Segment Open
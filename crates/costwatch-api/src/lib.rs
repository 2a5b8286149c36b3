//! CostWatch API - wire models and REST client
//!
//! Everything that crosses the HTTP boundary lives here:
//! - the entity models the backend serves (`DataSource`, `Check`, `Alert`)
//! - alert message classification and structured parsing
//! - the [`CostApi`] trait, the seam the rest of the workspace programs
//!   against, and its reqwest-backed implementation [`HttpApi`]
//!
//! Error responses are expected to carry a human-readable `detail`
//! string; when absent, a generic message derived from the HTTP status is
//! used instead. No authentication, pagination, or retry mechanism
//! exists at this boundary.

#![warn(unreachable_pub)]
#![allow(missing_docs)]

pub mod client;
pub mod error;
pub mod models;

// Re-exports for convenience
pub use client::{CostApi, HttpApi, NewDataSource, ParseQueryRequest};
pub use error::ApiError;
pub use models::{Alert, AlertClass, Check, CheckStatus, DataSource, ParsedAlert, RunStatus};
Segment Closed
### Problem statement
All the lines above need to be printed again, exactly.

### Solution to this exercise
filename crates/costwatch-api/src/lib.rs
repository 2a5b8286149c36b3
//! CostWatch API - wire models and REST client
//!
//! Everything that crosses the HTTP boundary lives here:
//! - the entity models the backend serves (`DataSource`, `Check`, `Alert`)
//! - alert message classification and structured parsing
//! - the [`CostApi`] trait, the seam the rest of the workspace programs
//!   against, and its reqwest-backed implementation [`HttpApi`]
//!
//! Error responses are expected to carry a human-readable `detail`
//! string; when absent, a generic message derived from the HTTP status is
//! used instead. No authentication, pagination, or retry mechanism
//! exists at this boundary.

#![warn(unreachable_pub)]
#![allow(missing_docs)]

pub mod client;
pub mod error;
pub mod models;

// Re-exports for convenience
pub use client::{CostApi, HttpApi, NewDataSource, ParseQueryRequest};
pub use error::ApiError;
pub use models::{Alert, AlertClass, Check, CheckStatus, DataSource, ParsedAlert, RunStatus};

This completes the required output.